What is first expired first out?
Definition
First expired first out (FEFO) is an inventory management method where items with the earliest expiration dates are used, sold, or consumed first, regardless of when they were received. This approach ensures product quality, reduces waste, and supports efficient inventory control, ultimately improving financial performance.
How First Expired First Out Works
FEFO prioritizes inventory movement based on expiration dates rather than purchase or production order. Each batch is tracked with expiry information, and items closest to expiration are dispatched first.

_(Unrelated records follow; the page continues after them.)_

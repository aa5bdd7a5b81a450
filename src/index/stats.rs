//! Index statistics reporting

use super::reader;
use super::{CORPUS_FILE, SA_FILE};
use anyhow::Result;
use std::path::Path;

/// Print statistics for the index at `index_dir`.
pub fn show_stats(index_dir: &Path) -> Result<()> {
    let meta = reader::read_meta(index_dir)?;

    println!("Index: {}", index_dir.display());
    println!("  Articles:    {}", meta.article_count);
    println!("  Paragraphs:  {}", meta.paragraph_count);
    println!("  Keywords:    {}", meta.keyword_count);
    println!("  Buffer size: {}", format_size(meta.buffer_size));
    println!("  Suffixes:    {}", meta.suffix_count);

    let corpus_size = file_size(&index_dir.join(CORPUS_FILE));
    let sa_size = file_size(&index_dir.join(SA_FILE));
    println!("  On disk:     {} (suffix array {})",
        format_size(corpus_size + sa_size),
        format_size(sa_size),
    );

    Ok(())
}

fn file_size(path: &Path) -> u64 {
    std::fs::metadata(path).map(|m| m.len()).unwrap_or(0)
}

fn format_size(bytes: u64) -> String {
    const UNITS: &[&str] = &["B", "KiB", "MiB", "GiB"];
    let mut size = bytes as f64;
    let mut unit = 0;
    while size >= 1024.0 && unit < UNITS.len() - 1 {
        size /= 1024.0;
        unit += 1;
    }
    if unit == 0 {
        format!("{bytes} B")
    } else {
        format!("{size:.1} {}", UNITS[unit])
    }
}
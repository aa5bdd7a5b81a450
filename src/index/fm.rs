//! BWT / FM-index tables
//!
//! Derives the Burrows-Wheeler transform of the corpus buffer from its
//! suffix array, then builds the two tables backward search needs:
//!
//! - `C`: for each byte value, how many buffer bytes are strictly smaller
//!   (a dense `[u32; 256]`, indexed directly by byte).
//! - `Occ`: rank of a byte within a BWT prefix, `occ(c, i)` = occurrences
//!   of `c` in `bwt[..i]`. Stored as absolute checkpoints every
//!   [`OCC_SAMPLE`] positions per symbol present in the corpus, with the
//!   remainder counted from the BWT block itself. Memory is
//!   O(sigma * N / OCC_SAMPLE) instead of the O(sigma * N) of full
//!   prefix-sum rows, while the prefix-sum contract is unchanged.
//!
//! The BWT uses the cyclic convention (`bwt[i] = text[sa[i] - 1]`, last
//! byte of the buffer when `sa[i] == 0`). Without a terminating sentinel
//! the resulting interval is a necessary condition only; the search layer
//! verifies every candidate against the real buffer.

use super::types::SuffixEntry;
use std::ops::Range;

/// Rank checkpoint spacing, in BWT positions.
pub const OCC_SAMPLE: usize = 128;

const NO_SYM: u16 = u16::MAX;

/// FM-index over a corpus buffer: BWT plus rank/count tables.
///
/// Immutable once built; queries take `&self` only.
pub struct FmIndex {
    bwt: Vec<u8>,
    /// C[c] = number of buffer bytes strictly less than c
    c: [u32; 256],
    /// Total occurrences of each byte in the buffer
    counts: [u32; 256],
    /// Byte -> dense symbol id, NO_SYM for absent bytes
    sym_of: [u16; 256],
    sym_count: usize,
    /// Block-major rank checkpoints: `checkpoints[block * sym_count + sym]`
    /// = occurrences of `sym` in `bwt[..block * OCC_SAMPLE]`
    checkpoints: Vec<u32>,
}

impl FmIndex {
    /// Build the tables from a buffer and its suffix array.
    ///
    /// `sa` must be the suffix array of `text` (same length); the loader
    /// validates that before calling.
    pub fn new(text: &[u8], sa: &[SuffixEntry]) -> Self {
        debug_assert_eq!(text.len(), sa.len());
        let n = text.len();

        let mut bwt = Vec::with_capacity(n);
        for &pos in sa {
            if pos == 0 {
                bwt.push(text[n - 1]);
            } else {
                bwt.push(text[pos as usize - 1]);
            }
        }

        let mut counts = [0u32; 256];
        for &b in text {
            counts[b as usize] += 1;
        }

        let mut c = [0u32; 256];
        let mut sym_of = [NO_SYM; 256];
        let mut sym_count = 0usize;
        let mut total = 0u32;
        for byte in 0..256 {
            c[byte] = total;
            total += counts[byte];
            if counts[byte] > 0 {
                sym_of[byte] = sym_count as u16;
                sym_count += 1;
            }
        }

        // One checkpoint row per block start, plus a trailing row when the
        // final block is exactly full (occ(c, n) must still hit a row).
        let mut checkpoints = Vec::with_capacity((n / OCC_SAMPLE + 1) * sym_count);
        let mut running = vec![0u32; sym_count];
        for (i, &b) in bwt.iter().enumerate() {
            if i % OCC_SAMPLE == 0 {
                checkpoints.extend_from_slice(&running);
            }
            running[sym_of[b as usize] as usize] += 1;
        }
        if n % OCC_SAMPLE == 0 {
            checkpoints.extend_from_slice(&running);
        }

        Self {
            bwt,
            c,
            counts,
            sym_of,
            sym_count,
            checkpoints,
        }
    }

    /// Number of indexed positions (buffer length).
    pub fn len(&self) -> usize {
        self.bwt.len()
    }

    pub fn is_empty(&self) -> bool {
        self.bwt.is_empty()
    }

    /// Total occurrences of byte `c` in the buffer.
    pub fn count_of(&self, c: u8) -> u32 {
        self.counts[c as usize]
    }

    /// Rank query: occurrences of `c` in `bwt[..i]`.
    pub fn occ(&self, c: u8, i: usize) -> u32 {
        if self.counts[c as usize] == 0 {
            return 0;
        }
        let sym = self.sym_of[c as usize] as usize;
        let block = i / OCC_SAMPLE;
        let base = self.checkpoints[block * self.sym_count + sym];
        let rest = memchr::memchr_iter(c, &self.bwt[block * OCC_SAMPLE..i]).count();
        base + rest as u32
    }

    /// Backward search: the half-open suffix-array interval whose suffixes
    /// may start with `pattern`.
    ///
    /// The empty pattern maps to the whole array. A byte absent from the
    /// corpus short-circuits to the empty interval, as does any step that
    /// degenerates; once empty the interval stays empty.
    pub fn range_for(&self, pattern: &[u8]) -> Range<usize> {
        let n = self.bwt.len();
        let Some((&last, prefix)) = pattern.split_last() else {
            return 0..n;
        };

        if self.counts[last as usize] == 0 {
            return 0..0;
        }
        let mut lo = self.c[last as usize] as usize;
        let mut hi = lo + self.counts[last as usize] as usize;

        for &b in prefix.iter().rev() {
            if lo >= hi || self.counts[b as usize] == 0 {
                return 0..0;
            }
            let base = self.c[b as usize] as usize;
            lo = base + self.occ(b, lo) as usize;
            hi = base + self.occ(b, hi) as usize;
        }

        if lo >= hi { 0..0 } else { lo..hi }
    }
}
//! Index construction, persistence, and loading.

pub mod build;
pub mod fm;
pub mod reader;
pub mod stats;
pub mod suffix_array;
pub mod types;
pub mod writer;

pub use types::*;

/// Flattened corpus buffer
pub const CORPUS_FILE: &str = "corpus.bin";
/// Suffix array (header + little-endian u32 entries)
pub const SA_FILE: &str = "sa.bin";
/// Paragraph table
pub const PARAGRAPHS_FILE: &str = "paragraphs.json";
/// Index statistics
pub const META_FILE: &str = "meta.json";
/// Markov phrase model
pub const PHRASES_FILE: &str = "phrases.json";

Assign expiration dates to all inventory batches
Track inventory using batch-level visibility
Prioritize picking based on earliest expiry
Continuously monitor stock aging and shelf life
Integrate inventory data into systems like the API-first finance model
Comparison with FIFO and LIFO
FEFO differs from traditional inventory methods by focusing on product shelf life instead of purchase sequence or cost assumptions.
FIFO (first-in, first-out): Uses oldest received inventory first
LIFO (last-in, first-out): Uses most recently received inventory first
FEFO: Uses items based on earliest expiration date, regardless of arrival time
FEFO is particularly valuable in industries where product quality and compliance are critical, such as pharmaceuticals, food, and chemicals.
Operational and Financial Impact
Implementing FEFO directly influences inventory efficiency and cost management. By reducing expired stock, organizations minimize write-offs and improve profitability.
A high first-time-right rate in inventory handling indicates that products are used or sold before expiration, reducing waste and improving operational outcomes.
Practical Example
A food distribution company holds three batches of a product:
Batch A: Expires in 10 days
Batch B: Expires in 20 days
Batch C: Expires in 15 days
Under FEFO, Batch A is used first, followed by Batch C, and then Batch B, ensuring that products with the earliest expiration dates are prioritized.
This approach prevents spoilage and reduces financial losses associated with expired inventory.
Use Cases in Business Operations
FEFO is widely applied in industries where product expiration directly impacts quality and compliance.
Pharmaceutical companies managing drug shelf life
Food and beverage businesses ensuring freshness
Chemical manufacturers handling time-sensitive materials
Retail operations optimizing perishable goods inventory
Supply chains aiming to reduce waste and improve turnover
Key Benefits
Adopting FEFO offers several advantages for inventory management and financial outcomes.
Reduces waste and inventory write-offs
Improves product quality and customer satisfaction
Enhances compliance with regulatory standards
Optimizes inventory turnover and storage efficiency
Supports better forecasting and planning decisions
Best Practices for Implementation
Organizations can maximize the effectiveness of FEFO by adopting structured inventory management practices.
Maintain accurate expiration date tracking for all inventory
Use real-time inventory monitoring systems
Train staff on proper stock rotation techniques
Integrate FEFO logic into inventory and finance systems
Regularly audit inventory to ensure compliance with FEFO principles
Summary
First expired first out (FEFO) is a critical inventory management method that prioritizes items based on expiration dates. By ensuring that products are used or sold before they expire, FEFO reduces waste, improves efficiency, and enhances financial performance. It is especially valuable in industries where product quality and compliance are essential, making it a key strategy for effective inventory control.